ACTION ITEM>
When you find the word "Shared" in a line of the entries, please copy the whole line.

RECORDED DATA>
*** Block opens ***
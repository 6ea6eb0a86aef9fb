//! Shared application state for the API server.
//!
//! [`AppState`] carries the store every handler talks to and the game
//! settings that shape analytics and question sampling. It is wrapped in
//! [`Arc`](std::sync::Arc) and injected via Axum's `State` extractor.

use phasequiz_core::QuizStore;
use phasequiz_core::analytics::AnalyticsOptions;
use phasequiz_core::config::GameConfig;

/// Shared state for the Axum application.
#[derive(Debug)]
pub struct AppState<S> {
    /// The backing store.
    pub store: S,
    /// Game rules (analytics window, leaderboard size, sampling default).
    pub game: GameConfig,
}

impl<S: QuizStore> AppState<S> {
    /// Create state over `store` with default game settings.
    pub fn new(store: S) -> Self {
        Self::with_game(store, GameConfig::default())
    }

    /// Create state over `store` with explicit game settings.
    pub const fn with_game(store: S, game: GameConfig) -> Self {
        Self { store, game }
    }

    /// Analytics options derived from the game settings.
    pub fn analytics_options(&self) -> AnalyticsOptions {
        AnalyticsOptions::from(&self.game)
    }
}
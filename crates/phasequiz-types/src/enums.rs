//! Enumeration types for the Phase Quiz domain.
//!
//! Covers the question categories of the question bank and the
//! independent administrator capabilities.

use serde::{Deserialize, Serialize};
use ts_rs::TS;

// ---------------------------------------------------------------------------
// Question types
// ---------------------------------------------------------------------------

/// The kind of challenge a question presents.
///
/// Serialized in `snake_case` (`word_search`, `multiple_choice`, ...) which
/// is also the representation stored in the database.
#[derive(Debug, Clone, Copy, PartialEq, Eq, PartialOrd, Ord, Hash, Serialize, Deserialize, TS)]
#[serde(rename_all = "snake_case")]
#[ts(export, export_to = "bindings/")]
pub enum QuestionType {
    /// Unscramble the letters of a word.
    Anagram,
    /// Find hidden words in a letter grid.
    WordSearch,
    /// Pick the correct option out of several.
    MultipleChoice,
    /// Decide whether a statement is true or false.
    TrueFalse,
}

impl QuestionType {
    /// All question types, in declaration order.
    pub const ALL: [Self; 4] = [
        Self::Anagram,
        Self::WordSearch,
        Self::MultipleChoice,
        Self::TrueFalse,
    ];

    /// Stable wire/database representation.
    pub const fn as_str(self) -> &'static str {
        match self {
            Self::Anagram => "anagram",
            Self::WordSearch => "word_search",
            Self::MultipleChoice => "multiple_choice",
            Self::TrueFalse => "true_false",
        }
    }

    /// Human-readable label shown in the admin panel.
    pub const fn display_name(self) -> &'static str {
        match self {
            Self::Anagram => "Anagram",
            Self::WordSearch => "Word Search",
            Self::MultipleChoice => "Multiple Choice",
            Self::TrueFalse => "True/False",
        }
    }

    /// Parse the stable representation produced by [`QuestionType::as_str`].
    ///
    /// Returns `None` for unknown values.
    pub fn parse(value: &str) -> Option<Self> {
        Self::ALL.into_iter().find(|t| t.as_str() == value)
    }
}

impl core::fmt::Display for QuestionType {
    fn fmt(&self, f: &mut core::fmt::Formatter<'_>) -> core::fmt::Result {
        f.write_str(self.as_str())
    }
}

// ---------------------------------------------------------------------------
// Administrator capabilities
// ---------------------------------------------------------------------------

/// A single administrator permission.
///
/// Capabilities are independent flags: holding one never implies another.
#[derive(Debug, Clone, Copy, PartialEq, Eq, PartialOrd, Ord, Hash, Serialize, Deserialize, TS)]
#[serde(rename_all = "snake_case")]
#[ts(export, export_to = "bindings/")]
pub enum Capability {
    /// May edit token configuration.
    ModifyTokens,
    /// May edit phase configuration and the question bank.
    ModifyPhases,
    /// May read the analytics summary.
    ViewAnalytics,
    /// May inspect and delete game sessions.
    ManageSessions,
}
*** Block closes ***
SOLUTION FOR THIS PROBLEM>
//! Shared application state for the API server.
/// Shared state for the Axum application.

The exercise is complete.